OAKBROOK TERRACE, Ill. – Power failure, fire, flood, industrial accident, cyberattack—disasters such as these can put both healthcare organizations and their patients at risk. A new Quick Safety advisory from The Joint Commission provides healthcare organizations with risk factors, safety recommendations and research on how to continue operations during an emergency.

Continuity of operations planning provides organizations with the resilience needed to protect, respond, recover and restore essential patient care services. Following a disaster, an organization’s capability to provide care, treatment and services can be disrupted for days, weeks, several months or longer.

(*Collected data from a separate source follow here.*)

//! Horizontal adapter integration tests.
//!
//! Several nodes share one in-memory hub, so every cross-node path runs for
//! real: request fan-out, response merging, timeouts and broadcasts.

use serde_json::{json, Value};
use std::sync::Arc;
use std::time::Duration;

use tokio::sync::mpsc;

use pushline::adapters::transport::{MemoryHub, MemoryTransport};
use pushline::adapters::HorizontalAdapter;
use pushline::domain::{AppId, Frame, Outbox, PresenceMember, Socket, SocketId, UserData};
use pushline::ports::{AdapterError, ConnectionAdapter, InboundMessage, Topic, Transport};

type Node = Arc<HorizontalAdapter<MemoryTransport>>;

const TIMEOUT: Duration = Duration::from_millis(300);

// =============================================================================
// Test Fixtures
// =============================================================================

fn app() -> AppId {
    AppId::from("app-1")
}

async fn node(hub: &MemoryHub) -> Node {
    HorizontalAdapter::init(hub.transport(), TIMEOUT)
        .await
        .expect("node should start")
}

async fn join(node: &Node, id: &str, channel: &str) -> (Arc<Socket>, Outbox) {
    let (socket, rx) = Socket::with_outbox(SocketId::new(id), app(), 16);
    let socket = Arc::new(socket);
    node.add_socket(&app(), socket.clone()).await.unwrap();
    node.add_to_channel(&app(), channel, socket.clone())
        .await
        .unwrap();
    (socket, rx)
}

async fn join_presence(
    node: &Node,
    id: &str,
    channel: &str,
    user_id: &str,
    user_info: Value,
) -> (Arc<Socket>, Outbox) {
    let (socket, rx) = Socket::with_outbox(SocketId::new(id), app(), 16);
    let socket = Arc::new(socket);
    socket
        .set_presence(channel, PresenceMember::new(user_id, user_info))
        .await;
    node.add_socket(&app(), socket.clone()).await.unwrap();
    node.add_to_channel(&app(), channel, socket.clone())
        .await
        .unwrap();
    (socket, rx)
}

/// A listener that never answers, standing in for a stalled peer.
async fn silent_peer(hub: &MemoryHub) -> (MemoryTransport, mpsc::UnboundedReceiver<InboundMessage>) {
    let transport = hub.transport();
    let (tx, rx) = mpsc::unbounded_channel();
    transport.listen(tx).await.unwrap();
    (transport, rx)
}

async fn next_frame(rx: &mut Outbox) -> Option<Frame> {
    tokio::time::timeout(Duration::from_millis(200), rx.recv())
        .await
        .ok()
        .flatten()
}

fn event_of(frame: Option<Frame>) -> Value {
    match frame {
        Some(Frame::Text(text)) => serde_json::from_str(&text).unwrap(),
        other => panic!("expected a text frame, got {:?}", other),
    }
}

// =============================================================================
// Queries
// =============================================================================

#[tokio::test]
async fn channel_socket_count_sums_both_nodes() {
    let hub = MemoryHub::new();
    let a = node(&hub).await;
    let b = node(&hub).await;
    let _s1 = join(&a, "1.1", "c1").await;
    let _s2 = join(&b, "2.1", "c1").await;

    assert_eq!(a.get_channel_sockets_count(&app(), "c1", false).await.unwrap(), 2);
    assert_eq!(a.get_channel_sockets_count(&app(), "c1", true).await.unwrap(), 1);
    assert_eq!(a.pending_requests().await, 0);
}

#[tokio::test]
async fn single_node_answers_without_publishing() {
    let hub = MemoryHub::new();
    let a = node(&hub).await;
    let _s1 = join(&a, "1.1", "c1").await;

    assert_eq!(a.get_channel_sockets_count(&app(), "c1", false).await.unwrap(), 1);
    assert_eq!(hub.published(Topic::Request).await, 0);
}

#[tokio::test]
async fn presence_members_are_merged_across_nodes() {
    let hub = MemoryHub::new();
    let a = node(&hub).await;
    let b = node(&hub).await;
    let _s1 = join_presence(&a, "1.1", "presence-room", "1", json!("John")).await;
    let _s2 = join_presence(&b, "2.1", "presence-room", "2", json!("Alice")).await;

    let members = a
        .get_channel_members(&app(), "presence-room", false)
        .await
        .unwrap();
    assert_eq!(members.len(), 2);
    assert_eq!(members["1"], json!("John"));
    assert_eq!(members["2"], json!("Alice"));

    assert_eq!(
        b.get_channel_members_count(&app(), "presence-room", false)
            .await
            .unwrap(),
        2
    );
}

#[tokio::test]
async fn channels_with_counts_are_summed_per_channel() {
    let hub = MemoryHub::new();
    let a = node(&hub).await;
    let b = node(&hub).await;
    let _s1 = join(&a, "1.1", "c1").await;
    let _s2 = join(&b, "2.1", "c1").await;
    let _s3 = join(&b, "2.2", "c2").await;

    let counts = a.get_channels_with_sockets_count(&app(), false).await.unwrap();
    assert_eq!(counts["c1"], 2);
    assert_eq!(counts["c2"], 1);

    let sockets = a.get_sockets(&app(), false).await.unwrap();
    assert_eq!(sockets.len(), 3);
    assert_eq!(a.get_sockets_count(&app(), false).await.unwrap(), 3);
}

#[tokio::test]
async fn membership_check_finds_remote_socket() {
    let hub = MemoryHub::new();
    let a = node(&hub).await;
    let b = node(&hub).await;
    let _s2 = join(&b, "2.1", "c1").await;

    let remote = SocketId::new("2.1");
    assert!(a.is_in_channel(&app(), "c1", &remote, false).await.unwrap());
    assert!(!a.is_in_channel(&app(), "c1", &remote, true).await.unwrap());
    assert!(!a
        .is_in_channel(&app(), "c1", &SocketId::new("9.9"), false)
        .await
        .unwrap());
}

// =============================================================================
// Timeouts and short-circuits
// =============================================================================

#[tokio::test]
async fn silent_peer_times_out_and_leaves_no_pending_request() {
    let hub = MemoryHub::new();
    let a = node(&hub).await;
    let _peer = silent_peer(&hub).await;
    let _s1 = join(&a, "1.1", "c1").await;

    let result = a.get_channel_sockets_count(&app(), "c1", false).await;

    match result {
        Err(AdapterError::Timeout {
            received, expected, ..
        }) => {
            assert_eq!(received, 1);
            assert_eq!(expected, 2);
        }
        other => panic!("expected a timeout, got {:?}", other),
    }
    assert_eq!(a.pending_requests().await, 0);
}

#[tokio::test]
async fn abandoned_query_leaves_no_pending_request() {
    let hub = MemoryHub::new();
    let a = node(&hub).await;
    let _peer = silent_peer(&hub).await;
    let _s1 = join(&a, "1.1", "c1").await;

    let querying = a.clone();
    let query = tokio::spawn(async move { querying.get_sockets_count(&app(), false).await });
    tokio::time::sleep(Duration::from_millis(20)).await;
    assert_eq!(a.pending_requests().await, 1);

    query.abort();
    assert!(query.await.unwrap_err().is_cancelled());
    tokio::time::sleep(Duration::from_millis(50)).await;

    // Well before the request timeout.
    assert_eq!(a.pending_requests().await, 0);
}

#[tokio::test]
async fn local_membership_skips_the_network() {
    let hub = MemoryHub::new();
    let a = node(&hub).await;
    let _peer = silent_peer(&hub).await;
    let _s1 = join(&a, "1.1", "c1").await;

    let started = std::time::Instant::now();
    assert!(a
        .is_in_channel(&app(), "c1", &SocketId::new("1.1"), false)
        .await
        .unwrap());
    assert!(started.elapsed() < TIMEOUT);
    assert_eq!(hub.published(Topic::Request).await, 0);
}

#[tokio::test]
async fn positive_answer_resolves_before_silent_peer() {
    let hub = MemoryHub::new();
    let a = node(&hub).await;
    let b = node(&hub).await;
    let _peer = silent_peer(&hub).await;
    let _s2 = join(&b, "2.1", "c1").await;

    let started = std::time::Instant::now();
    assert!(a
        .is_in_channel(&app(), "c1", &SocketId::new("2.1"), false)
        .await
        .unwrap());
    assert!(started.elapsed() < TIMEOUT);
    assert_eq!(a.pending_requests().await, 0);
}

// =============================================================================
// Broadcasts
// =============================================================================

#[tokio::test]
async fn broadcast_reaches_remote_subscribers_except_excluded() {
    let hub = MemoryHub::new();
    let a = node(&hub).await;
    let b = node(&hub).await;
    let (_s1, mut rx1) = join(&a, "1.1", "c1").await;
    let (_s2, mut rx2) = join(&b, "2.1", "c1").await;
    let (_s3, mut rx3) = join(&b, "2.2", "c1").await;

    a.send(
        &app(),
        "c1",
        json!({"event": "e", "channel": "c1", "data": "x"}),
        Some(&SocketId::new("2.2")),
    )
    .await
    .unwrap();

    assert_eq!(event_of(next_frame(&mut rx1).await)["event"], "e");
    assert_eq!(event_of(next_frame(&mut rx2).await)["event"], "e");
    assert!(next_frame(&mut rx3).await.is_none());
}

#[tokio::test]
async fn sender_does_not_deliver_its_own_echo_twice() {
    let hub = MemoryHub::new();
    let a = node(&hub).await;
    let _b = node(&hub).await;
    let (_s1, mut rx1) = join(&a, "1.1", "c1").await;

    a.send(&app(), "c1", json!({"event": "e"}), None)
        .await
        .unwrap();

    assert!(next_frame(&mut rx1).await.is_some());
    assert!(next_frame(&mut rx1).await.is_none());
    assert_eq!(hub.published(Topic::Broadcast).await, 1);
}

// =============================================================================
// User termination
// =============================================================================

#[tokio::test]
async fn terminate_closes_user_sockets_on_every_node() {
    let hub = MemoryHub::new();
    let a = node(&hub).await;
    let b = node(&hub).await;

    let mut outboxes = Vec::new();
    for (node, id) in [(&a, "1.1"), (&b, "2.1")] {
        let (socket, rx) = Socket::with_outbox(SocketId::new(id), app(), 16);
        let socket = Arc::new(socket);
        socket.set_user(Some(UserData::new("alice"))).await;
        node.add_socket(&app(), socket.clone()).await.unwrap();
        node.add_user(socket).await.unwrap();
        outboxes.push(rx);
    }

    a.terminate_user_connections(&app(), "alice").await.unwrap();

    for rx in outboxes.iter_mut() {
        let notice = event_of(next_frame(rx).await);
        assert_eq!(notice["event"], "pusher:error");
        assert!(matches!(next_frame(rx).await, Some(Frame::Close { .. })));
        // The requesting node does not act on its own request again.
        assert!(next_frame(rx).await.is_none());
    }
}

#[tokio::test]
async fn disconnect_stops_listening() {
    let hub = MemoryHub::new();
    let a = node(&hub).await;
    assert_eq!(hub.listeners().await, 1);

    a.disconnect().await.unwrap();

    assert_eq!(hub.listeners().await, 0);
}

According to the advisory, best practices in COOP include, at a minimum:

  • Continuity of facilities and communications to support organizational functions
  • A succession plan that lists who replaces the key leader(s) during an emergency if the leader is not available to carry out duties
  • A delegation of authority plan that describes the decisions and policies that can be implemented by authorized successors.

The advisory also provides several safety actions for healthcare organizations to consider such as documenting leadership succession and delegations of authority; identifying the essential functions, capabilities and assets that must be protected to survive a disaster and prioritizing likely risks and how the organization will invest in and implement mitigation activities.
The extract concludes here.